- Instructions to follow: Your response should contain every record below, copied exactly.

(Stored data)

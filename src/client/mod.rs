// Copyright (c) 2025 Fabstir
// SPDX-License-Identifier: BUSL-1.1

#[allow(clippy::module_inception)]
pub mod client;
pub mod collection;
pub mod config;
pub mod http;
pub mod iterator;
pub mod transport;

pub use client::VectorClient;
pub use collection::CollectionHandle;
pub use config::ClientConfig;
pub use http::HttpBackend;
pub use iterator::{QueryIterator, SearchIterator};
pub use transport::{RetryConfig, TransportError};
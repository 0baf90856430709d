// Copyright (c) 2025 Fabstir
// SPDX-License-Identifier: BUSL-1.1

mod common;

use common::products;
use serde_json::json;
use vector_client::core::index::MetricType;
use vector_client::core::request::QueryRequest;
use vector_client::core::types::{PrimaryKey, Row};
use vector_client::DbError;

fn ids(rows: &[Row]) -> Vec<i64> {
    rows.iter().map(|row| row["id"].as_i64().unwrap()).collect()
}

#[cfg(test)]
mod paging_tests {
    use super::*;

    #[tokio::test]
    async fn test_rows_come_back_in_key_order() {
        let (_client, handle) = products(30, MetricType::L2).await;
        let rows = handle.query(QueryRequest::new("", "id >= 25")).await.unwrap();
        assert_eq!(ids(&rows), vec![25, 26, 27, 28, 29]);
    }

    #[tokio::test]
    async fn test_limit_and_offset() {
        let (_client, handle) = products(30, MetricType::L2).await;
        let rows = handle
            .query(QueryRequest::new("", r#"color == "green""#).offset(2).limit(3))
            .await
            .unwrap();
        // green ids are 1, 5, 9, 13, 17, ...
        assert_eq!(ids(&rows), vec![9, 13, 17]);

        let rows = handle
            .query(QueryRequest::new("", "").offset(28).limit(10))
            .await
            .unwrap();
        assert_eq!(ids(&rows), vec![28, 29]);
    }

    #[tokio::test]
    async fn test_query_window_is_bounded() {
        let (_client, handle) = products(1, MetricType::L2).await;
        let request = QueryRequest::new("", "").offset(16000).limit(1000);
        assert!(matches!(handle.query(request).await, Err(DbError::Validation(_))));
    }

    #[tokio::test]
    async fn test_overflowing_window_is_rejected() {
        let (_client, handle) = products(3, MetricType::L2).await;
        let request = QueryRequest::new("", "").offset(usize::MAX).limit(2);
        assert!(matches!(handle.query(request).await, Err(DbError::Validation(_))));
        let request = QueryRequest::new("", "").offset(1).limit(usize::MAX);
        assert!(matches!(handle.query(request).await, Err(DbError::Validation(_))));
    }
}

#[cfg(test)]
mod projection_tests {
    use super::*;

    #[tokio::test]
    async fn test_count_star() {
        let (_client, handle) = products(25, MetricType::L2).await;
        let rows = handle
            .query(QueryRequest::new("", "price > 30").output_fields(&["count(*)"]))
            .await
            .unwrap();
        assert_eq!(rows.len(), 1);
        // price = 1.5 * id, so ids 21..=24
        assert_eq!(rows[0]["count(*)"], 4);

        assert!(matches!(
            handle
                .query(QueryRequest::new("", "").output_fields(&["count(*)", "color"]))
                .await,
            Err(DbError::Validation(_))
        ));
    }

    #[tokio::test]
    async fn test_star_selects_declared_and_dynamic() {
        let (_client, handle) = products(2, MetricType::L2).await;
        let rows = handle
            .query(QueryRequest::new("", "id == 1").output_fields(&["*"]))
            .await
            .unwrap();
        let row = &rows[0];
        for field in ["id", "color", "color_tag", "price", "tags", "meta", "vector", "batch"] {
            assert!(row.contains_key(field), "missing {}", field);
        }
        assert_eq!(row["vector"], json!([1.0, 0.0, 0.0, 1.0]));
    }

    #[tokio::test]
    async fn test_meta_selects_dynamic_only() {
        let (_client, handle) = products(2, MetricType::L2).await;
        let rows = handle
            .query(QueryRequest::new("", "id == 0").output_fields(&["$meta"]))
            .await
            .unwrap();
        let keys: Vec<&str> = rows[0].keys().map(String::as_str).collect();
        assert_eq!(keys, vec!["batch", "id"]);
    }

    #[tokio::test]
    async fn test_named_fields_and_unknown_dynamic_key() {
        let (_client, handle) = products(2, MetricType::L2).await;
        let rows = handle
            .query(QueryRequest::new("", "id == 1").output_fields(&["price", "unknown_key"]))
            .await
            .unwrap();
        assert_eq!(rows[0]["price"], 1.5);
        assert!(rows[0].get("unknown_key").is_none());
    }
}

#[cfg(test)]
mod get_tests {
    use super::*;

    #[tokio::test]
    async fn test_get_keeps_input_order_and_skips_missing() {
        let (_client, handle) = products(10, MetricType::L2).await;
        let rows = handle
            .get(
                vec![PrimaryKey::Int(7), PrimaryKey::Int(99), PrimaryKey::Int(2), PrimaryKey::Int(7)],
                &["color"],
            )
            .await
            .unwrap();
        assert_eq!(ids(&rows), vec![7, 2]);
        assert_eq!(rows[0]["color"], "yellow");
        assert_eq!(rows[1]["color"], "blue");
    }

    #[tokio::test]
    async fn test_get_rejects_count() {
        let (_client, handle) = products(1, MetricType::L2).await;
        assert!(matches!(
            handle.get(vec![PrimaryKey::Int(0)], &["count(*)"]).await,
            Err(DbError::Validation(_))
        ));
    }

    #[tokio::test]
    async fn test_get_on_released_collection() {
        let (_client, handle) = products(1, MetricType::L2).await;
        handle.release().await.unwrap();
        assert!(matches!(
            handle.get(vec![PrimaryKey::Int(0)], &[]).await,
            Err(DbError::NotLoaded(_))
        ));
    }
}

- The completed task:
filename src/client/mod.rs
// Copyright (c) 2025 Fabstir
// SPDX-License-Identifier: BUSL-1.1

#[allow(clippy::module_inception)]
pub mod client;
pub mod collection;
pub mod config;
pub mod http;
pub mod iterator;
pub mod transport;

pub use client::VectorClient;
pub use collection::CollectionHandle;
pub use config::ClientConfig;
pub use http::HttpBackend;
pub use iterator::{QueryIterator, SearchIterator};
pub use transport::{RetryConfig, TransportError};
repository 0baf90856430709d
// Copyright (c) 2025 Fabstir
// SPDX-License-Identifier: BUSL-1.1

mod common;

use common::products;
use serde_json::json;
use vector_client::core::index::MetricType;
use vector_client::core::request::QueryRequest;
use vector_client::core::types::{PrimaryKey, Row};
use vector_client::DbError;

fn ids(rows: &[Row]) -> Vec<i64> {
    rows.iter().map(|row| row["id"].as_i64().unwrap()).collect()
}

#[cfg(test)]
mod paging_tests {
    use super::*;

    #[tokio::test]
    async fn test_rows_come_back_in_key_order() {
        let (_client, handle) = products(30, MetricType::L2).await;
        let rows = handle.query(QueryRequest::new("", "id >= 25")).await.unwrap();
        assert_eq!(ids(&rows), vec![25, 26, 27, 28, 29]);
    }

    #[tokio::test]
    async fn test_limit_and_offset() {
        let (_client, handle) = products(30, MetricType::L2).await;
        let rows = handle
            .query(QueryRequest::new("", r#"color == "green""#).offset(2).limit(3))
            .await
            .unwrap();
        // green ids are 1, 5, 9, 13, 17, ...
        assert_eq!(ids(&rows), vec![9, 13, 17]);

        let rows = handle
            .query(QueryRequest::new("", "").offset(28).limit(10))
            .await
            .unwrap();
        assert_eq!(ids(&rows), vec![28, 29]);
    }

    #[tokio::test]
    async fn test_query_window_is_bounded() {
        let (_client, handle) = products(1, MetricType::L2).await;
        let request = QueryRequest::new("", "").offset(16000).limit(1000);
        assert!(matches!(handle.query(request).await, Err(DbError::Validation(_))));
    }

    #[tokio::test]
    async fn test_overflowing_window_is_rejected() {
        let (_client, handle) = products(3, MetricType::L2).await;
        let request = QueryRequest::new("", "").offset(usize::MAX).limit(2);
        assert!(matches!(handle.query(request).await, Err(DbError::Validation(_))));
        let request = QueryRequest::new("", "").offset(1).limit(usize::MAX);
        assert!(matches!(handle.query(request).await, Err(DbError::Validation(_))));
    }
}

#[cfg(test)]
mod projection_tests {
    use super::*;

    #[tokio::test]
    async fn test_count_star() {
        let (_client, handle) = products(25, MetricType::L2).await;
        let rows = handle
            .query(QueryRequest::new("", "price > 30").output_fields(&["count(*)"]))
            .await
            .unwrap();
        assert_eq!(rows.len(), 1);
        // price = 1.5 * id, so ids 21..=24
        assert_eq!(rows[0]["count(*)"], 4);

        assert!(matches!(
            handle
                .query(QueryRequest::new("", "").output_fields(&["count(*)", "color"]))
                .await,
            Err(DbError::Validation(_))
        ));
    }

    #[tokio::test]
    async fn test_star_selects_declared_and_dynamic() {
        let (_client, handle) = products(2, MetricType::L2).await;
        let rows = handle
            .query(QueryRequest::new("", "id == 1").output_fields(&["*"]))
            .await
            .unwrap();
        let row = &rows[0];
        for field in ["id", "color", "color_tag", "price", "tags", "meta", "vector", "batch"] {
            assert!(row.contains_key(field), "missing {}", field);
        }
        assert_eq!(row["vector"], json!([1.0, 0.0, 0.0, 1.0]));
    }

    #[tokio::test]
    async fn test_meta_selects_dynamic_only() {
        let (_client, handle) = products(2, MetricType::L2).await;
        let rows = handle
            .query(QueryRequest::new("", "id == 0").output_fields(&["$meta"]))
            .await
            .unwrap();
        let keys: Vec<&str> = rows[0].keys().map(String::as_str).collect();
        assert_eq!(keys, vec!["batch", "id"]);
    }

    #[tokio::test]
    async fn test_named_fields_and_unknown_dynamic_key() {
        let (_client, handle) = products(2, MetricType::L2).await;
        let rows = handle
            .query(QueryRequest::new("", "id == 1").output_fields(&["price", "unknown_key"]))
            .await
            .unwrap();
        assert_eq!(rows[0]["price"], 1.5);
        assert!(rows[0].get("unknown_key").is_none());
    }
}

#[cfg(test)]
mod get_tests {
    use super::*;

    #[tokio::test]
    async fn test_get_keeps_input_order_and_skips_missing() {
        let (_client, handle) = products(10, MetricType::L2).await;
        let rows = handle
            .get(
                vec![PrimaryKey::Int(7), PrimaryKey::Int(99), PrimaryKey::Int(2), PrimaryKey::Int(7)],
                &["color"],
            )
            .await
            .unwrap();
        assert_eq!(ids(&rows), vec![7, 2]);
        assert_eq!(rows[0]["color"], "yellow");
        assert_eq!(rows[1]["color"], "blue");
    }

    #[tokio::test]
    async fn test_get_rejects_count() {
        let (_client, handle) = products(1, MetricType::L2).await;
        assert!(matches!(
            handle.get(vec![PrimaryKey::Int(0)], &["count(*)"]).await,
            Err(DbError::Validation(_))
        ));
    }

    #[tokio::test]
    async fn test_get_on_released_collection() {
        let (_client, handle) = products(1, MetricType::L2).await;
        handle.release().await.unwrap();
        assert!(matches!(
            handle.get(vec![PrimaryKey::Int(0)], &[]).await,
            Err(DbError::NotLoaded(_))
        ));
    }
}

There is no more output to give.